══ Record extracts ══

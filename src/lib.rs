#![allow(clippy::module_inception)]

use std::rc::Rc;

use crate::errors::errors::{Error, ErrorTip};

pub mod ast;
pub mod errors;
pub mod lexer;
pub mod macros;
pub mod parser;

#[derive(Debug, Clone, PartialEq)]
pub struct Position(pub u32, pub Rc<String>);

impl Position {
    pub fn null() -> Self {
        Position(0, Rc::new(String::from("<null>")))
    }
}

#[derive(Debug, Clone, PartialEq)]
pub struct Span {
    pub start: Position,
    pub end: Position,
}

/// Finds the line containing the byte offset `position`.
///
/// Returns the 1-based line number, the text of the line and the offset of
/// `position` within that line. An offset at the very end of the source maps
/// onto the last line, so diagnostics raised at `EOF` still have a line to
/// point at.
pub fn get_line_at_position(source: &str, position: u32) -> Option<(usize, String, usize)> {
    let pos = position as usize;

    if pos > source.len() {
        return None;
    }

    let mut start = 0;
    let mut line_number = 1;

    for line in source.split_inclusive('\n') {
        let end = start + line.len();

        if (start..end).contains(&pos) {
            return Some((line_number, line.to_string(), pos - start));
        }

        start = end;
        line_number += 1;
    }

    // Past the final byte: either an empty source or a trailing position
    match source.split_inclusive('\n').last() {
        Some(line) if !line.ends_with('\n') => {
            Some((line_number - 1, line.to_string(), line.len()))
        }
        _ => Some((line_number, String::new(), 0)),
    }
}


/// Renders a diagnostic against the source it was raised for.
///
/// ```text
/// Error: UnexpectedToken (Expected `IDENT` here, found `=`)
/// -> shell
///   |
/// 1 | let = 5;
///   | ----^
/// ```
pub fn format_error(error: &Error, source: &str) -> String {
    let position = error.get_position();
    let mut out = String::new();

    if let ErrorTip::None = error.get_tip() {
        out.push_str(&format!("Error: {}\n", error.get_error_name()));
    } else {
        out.push_str(&format!(
            "Error: {} ({})\n",
            error.get_error_name(),
            error.get_tip()
        ));
    }
    out.push_str(&format!("-> {}\n", position.1));

    let Some((line, line_text, line_pos)) = get_line_at_position(source, position.0) else {
        return out;
    };

    let line_string = line.to_string();
    let padding = line_string.len() + 2;

    out.push_str(&format!("{:>padding$}\n", "|"));

    let (line_text_removed, removed_whitespace) = remove_starting_whitespace(&line_text);
    out.push_str(&format!("{} | {}\n", line_string, line_text_removed.trim_end()));

    let arrows = line_pos.saturating_sub(removed_whitespace) + 1;

    out.push_str(&format!("{:>padding$} {:->arrows$}\n", "|", "^"));
    out
}

pub fn display_error(error: &Error, source: &str) {
    eprint!("{}", format_error(error, source));
}

fn remove_starting_whitespace(string: &str) -> (String, usize) {
    let mut start = 0;
    for c in string.chars() {
        if c == ' ' || c == '\t' {
            start += 1;
        } else {
            break;
        }
    }

    (String::from(&string[start..]), start)
}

═══

The problem — Tally every line in these entries where the string "usize" occurs. The tally alone is the answer.

Exercise result — 3